• MATERIAL SHOWN:
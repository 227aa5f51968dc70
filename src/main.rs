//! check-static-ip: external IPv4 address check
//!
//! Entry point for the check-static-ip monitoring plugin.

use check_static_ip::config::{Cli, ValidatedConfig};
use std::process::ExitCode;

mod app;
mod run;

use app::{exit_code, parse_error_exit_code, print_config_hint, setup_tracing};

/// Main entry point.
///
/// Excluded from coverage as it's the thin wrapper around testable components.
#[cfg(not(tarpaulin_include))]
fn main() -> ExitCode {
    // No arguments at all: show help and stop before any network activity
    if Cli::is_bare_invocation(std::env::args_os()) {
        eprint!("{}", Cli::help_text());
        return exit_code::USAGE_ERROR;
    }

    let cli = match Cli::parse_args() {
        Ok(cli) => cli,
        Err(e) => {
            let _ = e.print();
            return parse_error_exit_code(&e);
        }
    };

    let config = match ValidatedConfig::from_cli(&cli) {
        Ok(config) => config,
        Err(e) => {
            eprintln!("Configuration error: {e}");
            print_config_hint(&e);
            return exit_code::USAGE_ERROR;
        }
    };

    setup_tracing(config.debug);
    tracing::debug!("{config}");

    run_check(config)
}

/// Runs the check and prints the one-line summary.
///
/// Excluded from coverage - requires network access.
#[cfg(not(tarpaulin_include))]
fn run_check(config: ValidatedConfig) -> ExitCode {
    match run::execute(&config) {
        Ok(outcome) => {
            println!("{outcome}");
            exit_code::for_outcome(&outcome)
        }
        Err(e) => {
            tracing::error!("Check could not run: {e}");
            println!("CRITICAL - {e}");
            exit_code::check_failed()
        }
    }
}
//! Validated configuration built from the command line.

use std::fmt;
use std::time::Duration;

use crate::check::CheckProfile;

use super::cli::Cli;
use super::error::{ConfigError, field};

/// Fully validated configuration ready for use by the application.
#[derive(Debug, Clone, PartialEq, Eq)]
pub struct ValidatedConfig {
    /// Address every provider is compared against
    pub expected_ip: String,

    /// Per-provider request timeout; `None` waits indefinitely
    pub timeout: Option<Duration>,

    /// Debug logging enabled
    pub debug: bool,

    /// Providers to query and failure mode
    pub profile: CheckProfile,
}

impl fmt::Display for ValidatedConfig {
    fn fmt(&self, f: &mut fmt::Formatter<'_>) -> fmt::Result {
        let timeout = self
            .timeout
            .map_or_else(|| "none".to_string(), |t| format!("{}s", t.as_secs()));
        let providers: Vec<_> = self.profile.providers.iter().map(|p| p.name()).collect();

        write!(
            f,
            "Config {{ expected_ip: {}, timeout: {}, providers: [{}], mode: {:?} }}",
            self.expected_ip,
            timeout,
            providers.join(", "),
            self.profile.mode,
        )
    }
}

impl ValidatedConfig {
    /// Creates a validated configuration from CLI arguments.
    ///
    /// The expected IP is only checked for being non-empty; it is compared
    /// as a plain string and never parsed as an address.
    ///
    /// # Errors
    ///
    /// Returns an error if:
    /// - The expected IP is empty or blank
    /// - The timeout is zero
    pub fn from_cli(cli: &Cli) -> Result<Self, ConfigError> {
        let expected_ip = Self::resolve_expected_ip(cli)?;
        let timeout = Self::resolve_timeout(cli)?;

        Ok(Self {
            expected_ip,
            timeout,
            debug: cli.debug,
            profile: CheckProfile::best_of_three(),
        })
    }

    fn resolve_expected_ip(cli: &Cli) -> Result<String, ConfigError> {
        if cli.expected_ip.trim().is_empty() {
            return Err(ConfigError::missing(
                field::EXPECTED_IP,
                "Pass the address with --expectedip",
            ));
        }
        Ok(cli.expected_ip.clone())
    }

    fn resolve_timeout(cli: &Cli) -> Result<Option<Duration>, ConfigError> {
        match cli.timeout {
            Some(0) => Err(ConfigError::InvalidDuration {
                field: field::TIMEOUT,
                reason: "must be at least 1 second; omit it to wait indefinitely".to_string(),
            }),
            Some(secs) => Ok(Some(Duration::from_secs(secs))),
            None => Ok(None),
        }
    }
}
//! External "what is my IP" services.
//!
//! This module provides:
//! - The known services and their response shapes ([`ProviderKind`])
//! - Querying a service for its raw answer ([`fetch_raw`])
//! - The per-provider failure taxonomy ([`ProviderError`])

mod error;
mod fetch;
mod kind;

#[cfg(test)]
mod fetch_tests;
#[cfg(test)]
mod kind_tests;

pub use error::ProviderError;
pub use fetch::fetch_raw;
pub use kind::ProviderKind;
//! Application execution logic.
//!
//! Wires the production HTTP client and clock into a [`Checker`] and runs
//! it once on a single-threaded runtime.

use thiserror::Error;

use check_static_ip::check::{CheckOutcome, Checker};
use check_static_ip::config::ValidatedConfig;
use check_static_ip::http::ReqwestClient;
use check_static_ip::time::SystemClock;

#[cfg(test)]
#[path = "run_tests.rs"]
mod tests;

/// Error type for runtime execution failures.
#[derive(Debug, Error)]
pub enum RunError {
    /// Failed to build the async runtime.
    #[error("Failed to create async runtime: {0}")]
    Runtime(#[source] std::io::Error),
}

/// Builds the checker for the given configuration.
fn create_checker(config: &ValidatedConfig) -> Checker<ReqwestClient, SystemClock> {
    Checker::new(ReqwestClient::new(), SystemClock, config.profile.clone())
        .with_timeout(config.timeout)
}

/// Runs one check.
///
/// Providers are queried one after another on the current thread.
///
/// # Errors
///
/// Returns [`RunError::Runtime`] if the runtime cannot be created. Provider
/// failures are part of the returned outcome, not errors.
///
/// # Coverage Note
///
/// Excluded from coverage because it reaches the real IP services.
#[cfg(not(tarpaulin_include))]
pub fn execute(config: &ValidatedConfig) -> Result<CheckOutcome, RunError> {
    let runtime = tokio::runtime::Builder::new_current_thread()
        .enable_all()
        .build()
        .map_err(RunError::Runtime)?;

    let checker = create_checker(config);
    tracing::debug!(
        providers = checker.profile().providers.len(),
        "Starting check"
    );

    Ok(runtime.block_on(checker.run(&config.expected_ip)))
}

• WHAT YOU NEED TO DO:
In full and without alteration, repeat the records.

• SOLUTION TO THIS PROBLEM:
repository 227aa5f51968dc70
filename src/main.rs
//! check-static-ip: external IPv4 address check
//!
//! Entry point for the check-static-ip monitoring plugin.

use check_static_ip::config::{Cli, ValidatedConfig};
use std::process::ExitCode;

mod app;
mod run;

use app::{exit_code, parse_error_exit_code, print_config_hint, setup_tracing};

/// Main entry point.
///
/// Excluded from coverage as it's the thin wrapper around testable components.
#[cfg(not(tarpaulin_include))]
fn main() -> ExitCode {
    // No arguments at all: show help and stop before any network activity
    if Cli::is_bare_invocation(std::env::args_os()) {
        eprint!("{}", Cli::help_text());
        return exit_code::USAGE_ERROR;
    }

    let cli = match Cli::parse_args() {
        Ok(cli) => cli,
        Err(e) => {
            let _ = e.print();
            return parse_error_exit_code(&e);
        }
    };

    let config = match ValidatedConfig::from_cli(&cli) {
        Ok(config) => config,
        Err(e) => {
            eprintln!("Configuration error: {e}");
            print_config_hint(&e);
            return exit_code::USAGE_ERROR;
        }
    };

    setup_tracing(config.debug);
    tracing::debug!("{config}");

    run_check(config)
}

/// Runs the check and prints the one-line summary.
///
/// Excluded from coverage - requires network access.
#[cfg(not(tarpaulin_include))]
fn run_check(config: ValidatedConfig) -> ExitCode {
    match run::execute(&config) {
        Ok(outcome) => {
            println!("{outcome}");
            exit_code::for_outcome(&outcome)
        }
        Err(e) => {
            tracing::error!("Check could not run: {e}");
            println!("CRITICAL - {e}");
            exit_code::check_failed()
        }
    }
}
//! Validated configuration built from the command line.

use std::fmt;
use std::time::Duration;

use crate::check::CheckProfile;

use super::cli::Cli;
use super::error::{ConfigError, field};

/// Fully validated configuration ready for use by the application.
#[derive(Debug, Clone, PartialEq, Eq)]
pub struct ValidatedConfig {
    /// Address every provider is compared against
    pub expected_ip: String,

    /// Per-provider request timeout; `None` waits indefinitely
    pub timeout: Option<Duration>,

    /// Debug logging enabled
    pub debug: bool,

    /// Providers to query and failure mode
    pub profile: CheckProfile,
}

impl fmt::Display for ValidatedConfig {
    fn fmt(&self, f: &mut fmt::Formatter<'_>) -> fmt::Result {
        let timeout = self
            .timeout
            .map_or_else(|| "none".to_string(), |t| format!("{}s", t.as_secs()));
        let providers: Vec<_> = self.profile.providers.iter().map(|p| p.name()).collect();

        write!(
            f,
            "Config {{ expected_ip: {}, timeout: {}, providers: [{}], mode: {:?} }}",
            self.expected_ip,
            timeout,
            providers.join(", "),
            self.profile.mode,
        )
    }
}

impl ValidatedConfig {
    /// Creates a validated configuration from CLI arguments.
    ///
    /// The expected IP is only checked for being non-empty; it is compared
    /// as a plain string and never parsed as an address.
    ///
    /// # Errors
    ///
    /// Returns an error if:
    /// - The expected IP is empty or blank
    /// - The timeout is zero
    pub fn from_cli(cli: &Cli) -> Result<Self, ConfigError> {
        let expected_ip = Self::resolve_expected_ip(cli)?;
        let timeout = Self::resolve_timeout(cli)?;

        Ok(Self {
            expected_ip,
            timeout,
            debug: cli.debug,
            profile: CheckProfile::best_of_three(),
        })
    }

    fn resolve_expected_ip(cli: &Cli) -> Result<String, ConfigError> {
        if cli.expected_ip.trim().is_empty() {
            return Err(ConfigError::missing(
                field::EXPECTED_IP,
                "Pass the address with --expectedip",
            ));
        }
        Ok(cli.expected_ip.clone())
    }

    fn resolve_timeout(cli: &Cli) -> Result<Option<Duration>, ConfigError> {
        match cli.timeout {
            Some(0) => Err(ConfigError::InvalidDuration {
                field: field::TIMEOUT,
                reason: "must be at least 1 second; omit it to wait indefinitely".to_string(),
            }),
            Some(secs) => Ok(Some(Duration::from_secs(secs))),
            None => Ok(None),
        }
    }
}
//! External "what is my IP" services.
//!
//! This module provides:
//! - The known services and their response shapes ([`ProviderKind`])
//! - Querying a service for its raw answer ([`fetch_raw`])
//! - The per-provider failure taxonomy ([`ProviderError`])

mod error;
mod fetch;
mod kind;

#[cfg(test)]
mod fetch_tests;
#[cfg(test)]
mod kind_tests;

pub use error::ProviderError;
pub use fetch::fetch_raw;
pub use kind::ProviderKind;
//! Application execution logic.
//!
//! Wires the production HTTP client and clock into a [`Checker`] and runs
//! it once on a single-threaded runtime.

use thiserror::Error;

use check_static_ip::check::{CheckOutcome, Checker};
use check_static_ip::config::ValidatedConfig;
use check_static_ip::http::ReqwestClient;
use check_static_ip::time::SystemClock;

#[cfg(test)]
#[path = "run_tests.rs"]
mod tests;

/// Error type for runtime execution failures.
#[derive(Debug, Error)]
pub enum RunError {
    /// Failed to build the async runtime.
    #[error("Failed to create async runtime: {0}")]
    Runtime(#[source] std::io::Error),
}

/// Builds the checker for the given configuration.
fn create_checker(config: &ValidatedConfig) -> Checker<ReqwestClient, SystemClock> {
    Checker::new(ReqwestClient::new(), SystemClock, config.profile.clone())
        .with_timeout(config.timeout)
}

/// Runs one check.
///
/// Providers are queried one after another on the current thread.
///
/// # Errors
///
/// Returns [`RunError::Runtime`] if the runtime cannot be created. Provider
/// failures are part of the returned outcome, not errors.
///
/// # Coverage Note
///
/// Excluded from coverage because it reaches the real IP services.
#[cfg(not(tarpaulin_include))]
pub fn execute(config: &ValidatedConfig) -> Result<CheckOutcome, RunError> {
    let runtime = tokio::runtime::Builder::new_current_thread()
        .enable_all()
        .build()
        .map_err(RunError::Runtime)?;

    let checker = create_checker(config);
    tracing::debug!(
        providers = checker.profile().providers.len(),
        "Starting check"
    );

    Ok(runtime.block_on(checker.run(&config.expected_ip)))
}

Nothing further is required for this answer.